Re: mgr daemons becoming unresponsive

Oliver Freyermuth <freyermuth@xxxxxxxxxxxxxxxxxx> · Thu, 7 Nov 2019 18:23:59 +0100

Dear Sage,

Am 07.11.19 um 14:33 schrieb Sage Weil:
On Thu, 7 Nov 2019, Thomas Schneider wrote:
Hi,

I have installed package
ceph-mgr_14.2.4-1-gd592e56-1bionic_amd64.deb
manually:
root@ld5505:/home# dpkg --force-depends -i
ceph-mgr_14.2.4-1-gd592e56-1bionic_amd64.deb
(Reading database ... 107461 files and directories currently installed.)
Preparing to unpack ceph-mgr_14.2.4-1-gd592e56-1bionic_amd64.deb ...
Unpacking ceph-mgr (14.2.4-1-gd592e56-1bionic) over
(14.2.4-1-gd592e56-1bionic) ...
dpkg: ceph-mgr: dependency problems, but configuring anyway as you
requested:
  ceph-mgr depends on ceph-base (= 14.2.4-1-gd592e56-1bionic); however:
   Package ceph-base is not configured yet.

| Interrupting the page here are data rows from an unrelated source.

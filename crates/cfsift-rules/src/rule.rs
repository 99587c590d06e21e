//! Single tabu rules and their keys.

use std::collections::{HashMap, HashSet};
use std::fmt;

use cfsift_core::{Change, FeatureKind, Value};

use crate::predicate::DeltaPredicate;

/// Forbidden `(old -> new)` transitions of one categorical feature.
///
/// Transitions are directed, not unordered pairs: forbidding `A -> B` leaves
/// `B -> A` allowed unless it is added too. Use
/// [`ForbiddenPairs::forbid_both_ways`] (or `both_ways = true` in a config
/// file) to treat `{A, B}` as an unordered pair.
///
/// # Example
///
/// ```
/// use cfsift_core::Value;
/// use cfsift_rules::ForbiddenPairs;
///
/// let pairs = ForbiddenPairs::new().forbid("single", "married");
/// assert!(pairs.contains(&Value::from("single"), &Value::from("married")));
/// assert!(!pairs.contains(&Value::from("married"), &Value::from("single")));
/// ```
#[derive(Debug, Clone, Default, PartialEq, Eq)]
pub struct ForbiddenPairs {
    by_old: HashMap<Value, HashSet<Value>>,
}

impl ForbiddenPairs {
    /// Creates an empty set.
    pub fn new() -> Self {
        Self::default()
    }

    /// Adds a forbidden transition.
    pub fn forbid(mut self, old: impl Into<Value>, new: impl Into<Value>) -> Self {
        self.insert(old, new);
        self
    }

    /// Forbids the transition in both directions.
    pub fn forbid_both_ways(self, a: impl Into<Value>, b: impl Into<Value>) -> Self {
        let a = a.into();
        let b = b.into();
        self.forbid(a.clone(), b.clone()).forbid(b, a)
    }

    /// Adds a forbidden transition in place.
    pub fn insert(&mut self, old: impl Into<Value>, new: impl Into<Value>) {
        self.by_old.entry(old.into()).or_default().insert(new.into());
    }

    /// Returns true if `old -> new` is forbidden.
    pub fn contains(&self, old: &Value, new: &Value) -> bool {
        self.by_old.get(old).is_some_and(|targets| targets.contains(new))
    }

    /// Number of forbidden transitions.
    pub fn len(&self) -> usize {
        self.by_old.values().map(HashSet::len).sum()
    }

    /// Returns true if nothing is forbidden.
    pub fn is_empty(&self) -> bool {
        self.len() == 0
    }
}

impl<O, N> FromIterator<(O, N)> for ForbiddenPairs
where
    O: Into<Value>,
    N: Into<Value>,
{
    fn from_iter<I: IntoIterator<Item = (O, N)>>(iter: I) -> Self {
        let mut pairs = Self::new();
        for (old, new) in iter {
            pairs.insert(old, new);
        }
        pairs
    }
}

/// One tabu constraint on a single feature.
#[derive(Debug, Clone)]
pub enum FeasibilityRule {
    /// Forbidden `(old, new)` transitions.
    Categorical(ForbiddenPairs),
    /// Forbidden numeric deltas.
    Continuous(DeltaPredicate),
}

impl FeasibilityRule {
    /// Returns the feature kind this rule applies to.
    pub fn kind(&self) -> FeatureKind {
        match self {
            FeasibilityRule::Categorical(_) => FeatureKind::Categorical,
            FeasibilityRule::Continuous(_) => FeatureKind::Continuous,
        }
    }

    /// Returns true if `change` is forbidden by this rule.
    ///
    /// A change whose kind differs from the rule's never matches.
    pub fn violated_by(&self, change: &Change) -> bool {
        match (self, change.kind) {
            (FeasibilityRule::Categorical(pairs), FeatureKind::Categorical) => {
                pairs.contains(&change.old, &change.new)
            }
            (FeasibilityRule::Continuous(predicate), FeatureKind::Continuous) => {
                change.delta().is_some_and(|d| predicate.matches(d))
            }
            _ => false,
        }
    }
}

impl From<ForbiddenPairs> for FeasibilityRule {
    fn from(pairs: ForbiddenPairs) -> Self {
        FeasibilityRule::Categorical(pairs)
    }
}

impl From<DeltaPredicate> for FeasibilityRule {
    fn from(predicate: DeltaPredicate) -> Self {
        FeasibilityRule::Continuous(predicate)
    }
}

/// Identifies a rule: one feature, or a coupled pair of features.
#[derive(Debug, Clone, PartialEq, Eq, Hash)]
pub enum RuleKey {
    /// Rule on a single feature.
    Single(String),
    /// Rule on two features changing together.
    Coupled(String, String),
}

impl RuleKey {
    /// Creates a single-feature key.
    pub fn single(feature: impl Into<String>) -> Self {
        RuleKey::Single(feature.into())
    }

    /// Creates a coupled key.
    pub fn coupled(first: impl Into<String>, second: impl Into<String>) -> Self {
        RuleKey::Coupled(first.into(), second.into())
    }

    /// Returns true for coupled keys.
    pub fn is_coupled(&self) -> bool {
        matches!(self, RuleKey::Coupled(..))
    }
}

impl fmt::Display for RuleKey {
    fn fmt(&self, f: &mut fmt::Formatter<'_>) -> fmt::Result {
        match self {
            RuleKey::Single(name) => write!(f, "{name}"),
            RuleKey::Coupled(a, b) => write!(f, "({a}, {b})"),
        }
    }
}

/// Rule body attached to a [`RuleKey`].
///
/// A single key takes a single rule; a coupled key takes one sub-rule per
/// feature, in key order.
#[derive(Debug, Clone)]
pub enum RulePayload {
    /// Body of a single-feature rule.
    Single(FeasibilityRule),
    /// Bodies of the two halves of a coupled rule.
    Coupled(FeasibilityRule, FeasibilityRule),
}

impl RulePayload {
    /// Returns a short description of the payload's shape.
    pub fn shape(&self) -> &'static str {
        match self {
            RulePayload::Single(_) => "single rule",
            RulePayload::Coupled(..) => "coupled pair of rules",
        }
    }
}

impl From<FeasibilityRule> for RulePayload {
    fn from(rule: FeasibilityRule) -> Self {
        RulePayload::Single(rule)
    }
}
//! Feature values.
//!
//! A [`Value`] is a single cell of an instance. Categorical features may hold
//! any variant; continuous features must hold something with a numeric view.

use std::fmt;
use std::hash::{Hash, Hasher};

#[cfg(feature = "serde")]
use serde::{Deserialize, Serialize};

/// A single feature value.
///
/// Implements `Eq` and `Hash` so that categorical transitions can be stored in
/// hash sets. Numbers compare by their canonical bit pattern: `-0.0` equals
/// `0.0` and every NaN equals every other NaN.
///
/// # Example
///
/// ```
/// use cfsift_core::Value;
///
/// assert_eq!(Value::from(3), Value::from(3.0));
/// assert_eq!(Value::from(-0.0), Value::from(0.0));
/// assert_ne!(Value::from("red"), Value::from("blue"));
/// assert_eq!(Value::from(true).as_f64(), Some(1.0));
/// ```
#[derive(Debug, Clone)]
#[cfg_attr(feature = "serde", derive(Serialize, Deserialize), serde(untagged))]
pub enum Value {
    /// Boolean flag.
    Bool(bool),
    /// Numeric value (integer codes are stored as floats).
    Number(f64),
    /// Free-form label.
    Text(String),
}

impl Value {
    /// Returns the numeric view of this value, if it has one.
    pub fn as_f64(&self) -> Option<f64> {
        match self {
            Value::Number(n) => Some(*n),
            Value::Bool(b) => Some(if *b { 1.0 } else { 0.0 }),
            Value::Text(_) => None,
        }
    }

    /// Returns the label if this is a text value.
    pub fn as_str(&self) -> Option<&str> {
        match self {
            Value::Text(s) => Some(s),
            _ => None,
        }
    }

    /// Returns true if this value has a numeric view.
    pub fn is_numeric(&self) -> bool {
        self.as_f64().is_some()
    }
}

fn canonical_bits(n: f64) -> u64 {
    if n == 0.0 {
        0.0f64.to_bits()
    } else if n.is_nan() {
        f64::NAN.to_bits()
    } else {
        n.to_bits()
    }
}

impl PartialEq for Value {
    fn eq(&self, other: &Self) -> bool {
        match (self, other) {
            (Value::Bool(a), Value::Bool(b)) => a == b,
            (Value::Number(a), Value::Number(b)) => canonical_bits(*a) == canonical_bits(*b),
            (Value::Text(a), Value::Text(b)) => a == b,
            _ => false,
        }
    }
}

impl Eq for Value {}

impl Hash for Value {
    fn hash<H: Hasher>(&self, state: &mut H) {
        std::mem::discriminant(self).hash(state);
        match self {
            Value::Bool(b) => b.hash(state),
            Value::Number(n) => canonical_bits(*n).hash(state),
            Value::Text(s) => s.hash(state),
        }
    }
}

impl fmt::Display for Value {
    fn fmt(&self, f: &mut fmt::Formatter<'_>) -> fmt::Result {
        match self {
            Value::Bool(b) => write!(f, "{b}"),
            Value::Number(n) => write!(f, "{n}"),
            Value::Text(s) => write!(f, "{s}"),
        }
    }
}

impl From<f64> for Value {
    fn from(n: f64) -> Self {
        Value::Number(n)
    }
}

impl From<f32> for Value {
    fn from(n: f32) -> Self {
        Value::Number(n as f64)
    }
}

impl From<i32> for Value {
    fn from(n: i32) -> Self {
        Value::Number(n as f64)
    }
}

impl From<i64> for Value {
    fn from(n: i64) -> Self {
        Value::Number(n as f64)
    }
}

impl From<u32> for Value {
    fn from(n: u32) -> Self {
        Value::Number(n as f64)
    }
}

impl From<bool> for Value {
    fn from(b: bool) -> Self {
        Value::Bool(b)
    }
}

impl From<&str> for Value {
    fn from(s: &str) -> Self {
        Value::Text(s.to_string())
    }
}

impl From<String> for Value {
    fn from(s: String) -> Self {
        Value::Text(s)
    }
}

#[cfg(test)]
mod tests {
    use super::*;
    use std::collections::HashSet;

    #[test]
    fn test_numeric_equality_is_canonical() {
        assert_eq!(Value::from(0.0), Value::from(-0.0));
        assert_eq!(Value::from(f64::NAN), Value::from(f64::NAN));
        assert_ne!(Value::from(1.0), Value::from(1.5));
    }

    #[test]
    fn test_variants_never_cross_compare() {
        assert_ne!(Value::from(1), Value::from(true));
        assert_ne!(Value::from("1"), Value::from(1));
    }

    #[test]
    fn test_hash_agrees_with_eq() {
        let mut set = HashSet::new();
        set.insert(Value::from(-0.0));
        set.insert(Value::from(0.0));
        set.insert(Value::from("a"));
        assert_eq!(set.len(), 2);
        assert!(set.contains(&Value::from(0)));
    }

    #[test]
    fn test_display() {
        assert_eq!(Value::from(30).to_string(), "30");
        assert_eq!(Value::from(2.5).to_string(), "2.5");
        assert_eq!(Value::from("married").to_string(), "married");
    }

    #[test]
    fn test_numeric_view() {
        assert_eq!(Value::from(false).as_f64(), Some(0.0));
        assert_eq!(Value::from("x").as_f64(), None);
        assert!(!Value::from("x").is_numeric());
        assert_eq!(Value::from("x").as_str(), Some("x"));
    }
}
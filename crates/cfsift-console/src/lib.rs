//! Console output for cfsift filtering sessions.
//!
//! Provides a custom `tracing` layer that prints the structured events emitted
//! by the cfsift crates as plain lines on stdout.

use num_format::{Locale, ToFormattedString};
use std::io::{self, Write};
use std::sync::OnceLock;
use tracing::field::{Field, Visit};
use tracing::{Event, Level, Subscriber};
use tracing_subscriber::layer::Context;
use tracing_subscriber::layer::SubscriberExt;
use tracing_subscriber::util::SubscriberInitExt;
use tracing_subscriber::{EnvFilter, Layer};

static INIT: OnceLock<()> = OnceLock::new();

const DEFAULT_DIRECTIVES: &str = "cfsift=info";

/// Initializes console output.
///
/// Safe to call multiple times - only the first call has effect. `RUST_LOG`
/// overrides the default `cfsift=info` filter, which matches every cfsift
/// crate. If another global
/// subscriber is already installed, it is left in place.
pub fn init() {
    INIT.get_or_init(|| {
        let filter = EnvFilter::try_from_default_env()
            .unwrap_or_else(|_| EnvFilter::new(DEFAULT_DIRECTIVES));

        let _ = tracing_subscriber::registry()
            .with(filter)
            .with(SiftConsoleLayer)
            .try_init();
    });
}

/// A tracing layer that formats cfsift events.
pub struct SiftConsoleLayer;

impl<S: Subscriber> Layer<S> for SiftConsoleLayer {
    fn on_event(&self, event: &Event<'_>, _ctx: Context<'_, S>) {
        let metadata = event.metadata();

        // Only handle cfsift events
        if !metadata.target().starts_with("cfsift") {
            return;
        }

        let mut visitor = EventVisitor::default();
        event.record(&mut visitor);

        if let Some(output) = format_event(*metadata.level(), &visitor) {
            let _ = writeln!(io::stdout(), "{}", output);
        }
    }
}

#[derive(Debug, Default)]
struct EventVisitor {
    event: Option<String>,
    message: Option<String>,
    rule: Option<String>,
    queries: Option<u64>,
    candidates_per_query: Option<u64>,
    candidates: Option<u64>,
    rules: Option<u64>,
    tolerance: Option<f64>,
    query: Option<u64>,
    candidate: Option<u64>,
    counterfactual: Option<u64>,
    feasible: Option<u64>,
    changes: Option<u64>,
    reasons: Option<u64>,
    min_retained: Option<u64>,
    excluded: Option<u64>,
    infeasible: Option<u64>,
    truncated: Option<u64>,
    duration_ms: Option<u64>,
}

impl Visit for EventVisitor {
    fn record_debug(&mut self, field: &Field, value: &dyn std::fmt::Debug) {
        let s = format!("{:?}", value);
        match field.name() {
            "message" => self.message = Some(s),
            "event" => self.event = Some(s.trim_matches('"').to_string()),
            "rule" => self.rule = Some(s.trim_matches('"').to_string()),
            _ => {}
        }
    }

    fn record_str(&mut self, field: &Field, value: &str) {
        match field.name() {
            "message" => self.message = Some(value.to_string()),
            "event" => self.event = Some(value.to_string()),
            "rule" => self.rule = Some(value.to_string()),
            _ => {}
        }
    }

    fn record_u64(&mut self, field: &Field, value: u64) {
        let slot = match field.name() {
            "queries" => &mut self.queries,
            "candidates_per_query" => &mut self.candidates_per_query,
            "candidates" => &mut self.candidates,
            "rules" => &mut self.rules,
            "query" => &mut self.query,
            "candidate" => &mut self.candidate,
            "counterfactual" => &mut self.counterfactual,
            "feasible" => &mut self.feasible,
            "changes" => &mut self.changes,
            "reasons" => &mut self.reasons,
            "min_retained" => &mut self.min_retained,
            "excluded" => &mut self.excluded,
            "infeasible" => &mut self.infeasible,
            "truncated" => &mut self.truncated,
            "duration_ms" => &mut self.duration_ms,
            _ => return,
        };
        *slot = Some(value);
    }

    fn record_i64(&mut self, field: &Field, value: i64) {
        self.record_u64(field, value.max(0) as u64);
    }

    fn record_f64(&mut self, field: &Field, value: f64) {
        if field.name() == "tolerance" {
            self.tolerance = Some(value);
        }
    }
}

fn format_event(level: Level, v: &EventVisitor) -> Option<String> {
    let body = match v.event.as_deref() {
        Some("filter_start") => format_filter_start(v),
        Some("query_judged") => format_query_judged(v),
        Some("candidate_rejected") => format_candidate_rejected(v),
        Some("filter_end") => format_filter_end(v),
        Some("reason_rendered") => format_reason_rendered(v),
        Some("reasons_rendered") => format_reasons_rendered(v),
        _ => v.message.clone()?,
    };

    Some(format!("{} {:>5} {}", timestamp(), level.as_str(), body))
}

fn format_filter_start(v: &EventVisitor) -> String {
    format!(
        "[Filter] started: queries ({}), candidates per query ({}), rules ({}), tolerance ({})",
        count(v.queries),
        count(v.candidates_per_query),
        count(v.rules),
        v.tolerance.unwrap_or(0.0)
    )
}

fn format_query_judged(v: &EventVisitor) -> String {
    format!(
        "[Query {}] feasible {} of {}",
        v.query.unwrap_or(0),
        count(v.feasible),
        count(v.candidates)
    )
}

fn format_candidate_rejected(v: &EventVisitor) -> String {
    format!(
        "[Query {}] candidate {} rejected by rule {}",
        v.query.unwrap_or(0),
        v.candidate.unwrap_or(0),
        v.rule.as_deref().unwrap_or("?")
    )
}

fn format_filter_end(v: &EventVisitor) -> String {
    format!(
        "[Filter] ended: time spent ({}), retained per query ({}), excluded ({}), infeasible ({}), truncated ({})",
        format_duration_ms(v.duration_ms.unwrap_or(0)),
        count(v.min_retained),
        count(v.excluded),
        count(v.infeasible),
        count(v.truncated)
    )
}

fn format_reason_rendered(v: &EventVisitor) -> String {
    format!(
        "[Reason] query {} counterfactual {} ({} changes)",
        v.query.unwrap_or(0),
        v.counterfactual.unwrap_or(0),
        v.changes.unwrap_or(0)
    )
}

fn format_reasons_rendered(v: &EventVisitor) -> String {
    format!(
        "[Reason] rendered {} reasons for {} queries",
        count(v.reasons),
        count(v.queries)
    )
}

fn count(value: Option<u64>) -> String {
    value.unwrap_or(0).to_formatted_string(&Locale::en)
}

fn timestamp() -> String {
    std::time::SystemTime::now()
        .duration_since(std::time::UNIX_EPOCH)
        .map(|d| {
            let secs = d.as_secs() % 100000;
            let millis = d.subsec_millis();
            format!("{:5}.{:03}", secs, millis)
        })
        .unwrap_or_else(|_| "    0.000".to_string())
}

fn format_duration_ms(ms: u64) -> String {
    if ms < 1000 {
        format!("{}ms", ms)
    } else if ms < 60_000 {
        format!("{:.2}s", ms as f64 / 1000.0)
    } else {
        let mins = ms / 60_000;
        let secs = (ms % 60_000) / 1000;
        format!("{}m {}s", mins, secs)
    }
}
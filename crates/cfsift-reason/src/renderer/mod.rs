//! Sentence rendering for diff maps.

use cfsift_core::{DiffMap, FeatureSchema, ModelType};
use cfsift_filter::FilteredBatch;
use tracing::debug;

use crate::phrase::clause;

/// A rendered reason for one surviving counterfactual.
#[derive(Debug, Clone, PartialEq, Eq)]
pub struct Explanation {
    /// Index of the query in the batch.
    pub query: usize,
    /// Index of the counterfactual within its filtered query.
    pub counterfactual: usize,
    /// The rendered reason.
    pub sentence: String,
}

/// Renders diff maps as natural-language sentences.
///
/// # Examples
///
/// ```
/// use cfsift_core::{Change, DiffMap, ModelType, OutcomeChange};
/// use cfsift_reason::ReasonRenderer;
///
/// let renderer = ReasonRenderer::new("income", ModelType::Classifier);
/// let diff = DiffMap::from_changes([
///     Change::continuous("age", 30.0, 35.0),
///     Change::categorical("education", "HS-grad", "Masters"),
/// ])
/// .with_outcome(OutcomeChange::new("income", 0, 1, ModelType::Classifier.outcome_kind(), true));
///
/// assert_eq!(
///     renderer.render(&diff),
///     "when age increases from 30.000 to 35.000 and education changes from HS-grad to Masters, \
///      the output of the model [income] changes from 0 to 1."
/// );
/// ```
#[derive(Debug, Clone)]
pub struct ReasonRenderer {
    outcome_display: String,
    model_type: ModelType,
}

impl ReasonRenderer {
    /// Creates a renderer naming the outcome `[outcome_display]`.
    pub fn new(outcome_display: impl Into<String>, model_type: ModelType) -> Self {
        Self {
            outcome_display: outcome_display.into(),
            model_type,
        }
    }

    /// Creates a renderer from the schema's outcome, if one is declared.
    pub fn for_schema(schema: &FeatureSchema) -> Option<Self> {
        schema
            .outcome()
            .map(|outcome| Self::new(outcome.name.clone(), outcome.model_type))
    }

    /// Returns the outcome name shown between brackets.
    pub fn outcome_display(&self) -> &str {
        &self.outcome_display
    }

    /// Returns the model type deciding how the outcome clause reads.
    pub fn model_type(&self) -> ModelType {
        self.model_type
    }

    /// Renders one diff map.
    ///
    /// Feature clauses follow the diff order and are joined with `and`. The
    /// outcome clause is appended when the diff carries an outcome. A diff
    /// without feature changes starts with `no feature changes`.
    pub fn render(&self, diff: &DiffMap) -> String {
        let features: Vec<String> = diff
            .iter()
            .map(|change| clause(&change.feature, change.kind, &change.old, &change.new))
            .collect();

        let lead = if features.is_empty() {
            "no feature changes".to_string()
        } else {
            format!("when {}", features.join(" and "))
        };

        match diff.outcome() {
            Some(outcome) => format!(
                "{}, the output of the model {}.",
                lead,
                clause(
                    &format!("[{}]", self.outcome_display),
                    self.model_type.outcome_kind(),
                    &outcome.old,
                    &outcome.new,
                )
            ),
            None => format!("{lead}."),
        }
    }

    /// Renders every surviving counterfactual of a filtered batch, query by query.
    pub fn explain_batch(&self, batch: &FilteredBatch) -> Vec<Explanation> {
        let mut explanations = Vec::with_capacity(batch.report.total_retained());

        for (query, filtered) in batch.queries.iter().enumerate() {
            for (counterfactual, cf) in filtered.counterfactuals.iter().enumerate() {
                let sentence = self.render(&cf.diff);
                debug!(
                    event = "reason_rendered",
                    query = query,
                    counterfactual = counterfactual,
                    changes = cf.diff.len(),
                );
                explanations.push(Explanation {
                    query,
                    counterfactual,
                    sentence,
                });
            }
        }

        explanations
    }
}

#[cfg(test)]
mod tests;
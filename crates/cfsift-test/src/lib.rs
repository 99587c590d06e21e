//! Shared test fixtures for cfsift crates.
//!
//! This crate provides schemas, instances and raw query batches for testing.
//! It only depends on `cfsift-core` so that every other crate can use it as a
//! dev-dependency without cycles.
//!
//! - [`toy`] - four-column schema (`age`, `income`, `color`, `label`) used by
//!   the rule and filter tests
//! - [`census`] - adult-census style schema with realistic rows
//! - [`batch`] - raw `(original, candidates)` query builders
//!
//! # Usage
//!
//! Add as a dev-dependency in your crate's `Cargo.toml`:
//!
//! ```toml
//! [dev-dependencies]
//! cfsift-test = { workspace = true }
//! ```
//!
//! Then import the fixtures you need:
//!
//! ```ignore
//! use cfsift_test::toy::{toy_schema, toy_row};
//! use cfsift_test::batch::RawQuery;
//! ```

pub mod batch;
pub mod census;
pub mod toy;

// Re-export commonly used fixtures at crate root for convenience
pub use batch::{raw_query, RawQuery};
pub use toy::{toy_row, toy_schema};
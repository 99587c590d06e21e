//! Configuration system for cfsift.
//!
//! Load a filtering session from TOML or YAML: the feature schema, the
//! equality tolerance, the tabu rules and how the batch is truncated.
//!
//! # Examples
//!
//! Load configuration from TOML string:
//!
//! ```
//! use cfsift_config::{RuleConfig, SiftConfig};
//!
//! let config = SiftConfig::from_toml_str(r#"
//!     tolerance = 0.1
//!
//!     [schema]
//!     continuous = ["age", "income"]
//!     categorical = ["color"]
//!     outcome = "label"
//!
//!     [[rules]]
//!     type = "categorical"
//!     feature = "color"
//!     forbidden = [["A", "B"]]
//!
//!     [[rules]]
//!     type = "coupled"
//!     features = ["age", "income"]
//!     first = { type = "continuous", condition = { op = "gt", value = 5 } }
//!     second = { type = "continuous", condition = { op = "lt", value = 0 } }
//! "#).unwrap();
//!
//! assert_eq!(config.tolerance, 0.1);
//! assert_eq!(config.rules.len(), 2);
//! assert!(matches!(config.rules[1], RuleConfig::Coupled(_)));
//! ```
//!
//! Use default config when file is missing:
//!
//! ```
//! use cfsift_config::SiftConfig;
//!
//! let config = SiftConfig::load("cfsift.toml").unwrap_or_default();
//! // Proceeds with defaults if file doesn't exist
//! ```

mod rules;

#[cfg(test)]
mod tests;

pub use rules::{
    CategoricalBody, CategoricalRuleConfig, ContinuousBody, ContinuousRuleConfig,
    CoupledRuleConfig, DeltaCondition, RuleBodyConfig, RuleConfig,
};

use std::path::Path;

use cfsift_core::{CfSiftError, FeatureSchema, ModelType};
use serde::{Deserialize, Serialize};
use thiserror::Error;

/// Configuration error
#[derive(Debug, Error)]
pub enum ConfigError {
    #[error("IO error: {0}")]
    Io(#[from] std::io::Error),

    #[error("TOML parse error: {0}")]
    Toml(#[from] toml::de::Error),

    #[error("YAML parse error: {0}")]
    Yaml(#[from] serde_yaml::Error),

    #[error("Invalid configuration: {0}")]
    Invalid(String),

    #[error(transparent)]
    Rules(#[from] CfSiftError),
}

/// Main filtering session configuration.
#[derive(Debug, Clone, Default, Deserialize, Serialize)]
#[serde(rename_all = "snake_case")]
pub struct SiftConfig {
    /// Feature schema.
    #[serde(default)]
    pub schema: SchemaConfig,

    /// Absolute tolerance for continuous change detection.
    #[serde(default)]
    pub tolerance: f64,

    /// Truncation policy after feasibility checks.
    #[serde(default)]
    pub truncation: TruncationConfig,

    /// Number of threads for per-query evaluation.
    #[serde(default)]
    pub thread_count: ThreadCount,

    /// Tabu rules.
    #[serde(default)]
    pub rules: Vec<RuleConfig>,
}

impl SiftConfig {
    /// Creates a new default configuration.
    pub fn new() -> Self {
        Self::default()
    }

    /// Loads configuration from a TOML file.
    ///
    /// # Errors
    ///
    /// Returns error if file doesn't exist or contains invalid TOML.
    pub fn load(path: impl AsRef<Path>) -> Result<Self, ConfigError> {
        Self::from_toml_file(path)
    }

    /// Loads configuration from a TOML file.
    pub fn from_toml_file(path: impl AsRef<Path>) -> Result<Self, ConfigError> {
        let contents = std::fs::read_to_string(path)?;
        Self::from_toml_str(&contents)
    }

    /// Parses configuration from a TOML string.
    pub fn from_toml_str(s: &str) -> Result<Self, ConfigError> {
        Ok(toml::from_str(s)?)
    }

    /// Loads configuration from a YAML file.
    pub fn from_yaml_file(path: impl AsRef<Path>) -> Result<Self, ConfigError> {
        let contents = std::fs::read_to_string(path)?;
        Self::from_yaml_str(&contents)
    }

    /// Parses configuration from a YAML string.
    pub fn from_yaml_str(s: &str) -> Result<Self, ConfigError> {
        Ok(serde_yaml::from_str(s)?)
    }

    /// Sets the schema.
    pub fn with_schema(mut self, schema: SchemaConfig) -> Self {
        self.schema = schema;
        self
    }

    /// Sets the equality tolerance.
    pub fn with_tolerance(mut self, tolerance: f64) -> Self {
        self.tolerance = tolerance;
        self
    }

    /// Sets the truncation policy.
    pub fn with_truncation(mut self, truncation: TruncationConfig) -> Self {
        self.truncation = truncation;
        self
    }

    /// Sets the thread count.
    pub fn with_thread_count(mut self, thread_count: ThreadCount) -> Self {
        self.thread_count = thread_count;
        self
    }

    /// Adds a rule.
    pub fn with_rule(mut self, rule: RuleConfig) -> Self {
        self.rules.push(rule);
        self
    }

    /// Builds and validates the feature schema.
    ///
    /// # Examples
    ///
    /// ```
    /// use cfsift_config::SiftConfig;
    /// use cfsift_core::FeatureKind;
    ///
    /// let config = SiftConfig::from_yaml_str(r#"
    ///     schema:
    ///       continuous: [price]
    ///       categorical: [district]
    ///       outcome: value
    ///       model_type: regressor
    /// "#).unwrap();
    ///
    /// let schema = config.feature_schema().unwrap();
    /// assert_eq!(schema.column_kind("value"), Some(FeatureKind::Continuous));
    /// ```
    pub fn feature_schema(&self) -> Result<FeatureSchema, ConfigError> {
        let schema = self.schema.to_schema();
        schema.validate()?;
        Ok(schema)
    }
}

/// Feature schema configuration.
#[derive(Debug, Clone, Default, Deserialize, Serialize)]
#[serde(rename_all = "snake_case")]
pub struct SchemaConfig {
    /// Continuous feature names.
    #[serde(default)]
    pub continuous: Vec<String>,

    /// Categorical feature names.
    #[serde(default)]
    pub categorical: Vec<String>,

    /// Outcome column name.
    pub outcome: Option<String>,

    /// Model producing the outcome.
    #[serde(default)]
    pub model_type: ModelType,
}

impl SchemaConfig {
    /// Converts to a feature schema: continuous features first, then categorical.
    pub fn to_schema(&self) -> FeatureSchema {
        let schema = self
            .continuous
            .iter()
            .fold(FeatureSchema::new(), |s, name| s.with_continuous(name.clone()));
        let schema = self
            .categorical
            .iter()
            .fold(schema, |s, name| s.with_categorical(name.clone()));
        match &self.outcome {
            Some(outcome) => schema.with_outcome(outcome.clone(), self.model_type),
            None => schema,
        }
    }
}

/// Truncation policy configuration.
#[derive(Debug, Clone, Copy, Default, PartialEq, Eq, Deserialize, Serialize)]
#[serde(rename_all = "snake_case")]
pub enum TruncationConfig {
    /// Every query keeps the batch-wide minimum of feasible candidates.
    #[default]
    Align,

    /// Every query keeps all its feasible candidates.
    KeepFeasible,
}

/// Thread count configuration.
#[derive(Debug, Clone, Default, PartialEq, Eq, Deserialize, Serialize)]
#[serde(rename_all = "snake_case")]
pub enum ThreadCount {
    /// Automatically determine thread count.
    Auto,

    /// No parallel evaluation.
    #[default]
    None,

    /// Specific number of threads.
    Count(usize),
}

Setting up ceph-mgr (14.2.4-1-gd592e56-1bionic) ...

The I restarted ceph-mgr.

However, there's no effect, means the log entries are still the same.

The ceph-mgr package is sufficient.

Note that the only change on top of 14.2.4 is that the mgr devicehealth
module will scrape OSDs only, not mons.

You can probably/hopefully induce the (previously) bad behavior by
triggering a scrape manually with 'ceph device scrape-health-metrics'?

indeed, this is solved now! I get zero response from the command now (it hangs), but this might also be caused by the SELinux issues
Benjemin mentioned earlier ( https://tracker.ceph.com/issues/40683 ). But at least the mgr "silence" is gone :-).

Additionally, I am running the mgr packages since a few hours now and not a single failover happened (even though our third mon is still missing,
it will take even longer than expected to come back...). So device-health can now be left on :-).

Cheers and thanks,
	Oliver

sage

Or should I install dependencies, namely
ceph-base_14.2.4-1-gd592e56-1bionic_amd64.deb, too?
Or any other packages?

Installation from repo fails when using this repo-file:
root@ld5506:~# more /etc/apt/sources.list.d/ceph-shaman.list
deb https://shaman.ceph.com/repos/ceph/wip-no-scrape-mons-nautilus/
bionic main

W: Failed to fetch
https://shaman.ceph.com/repos/ceph/wip-no-scrape-mons-nautilus/dists/bionic/InRelease
500  Internal Server Error [IP: 147.204.6.136 8080]
W: Some index files failed to download. They have been ignored, or old
ones used instead.

Regards
Thomas

Am 07.11.2019 um 10:04 schrieb Oliver Freyermuth:
Dear Thomas,

the most correct thing to do is probably to add the full repo
(the original link was still empty for me, but
https://shaman.ceph.com/repos/ceph/wip-no-scrape-mons-nautilus/ seems
to work).
The commit itself suggests the ceph-mgr package should be sufficient.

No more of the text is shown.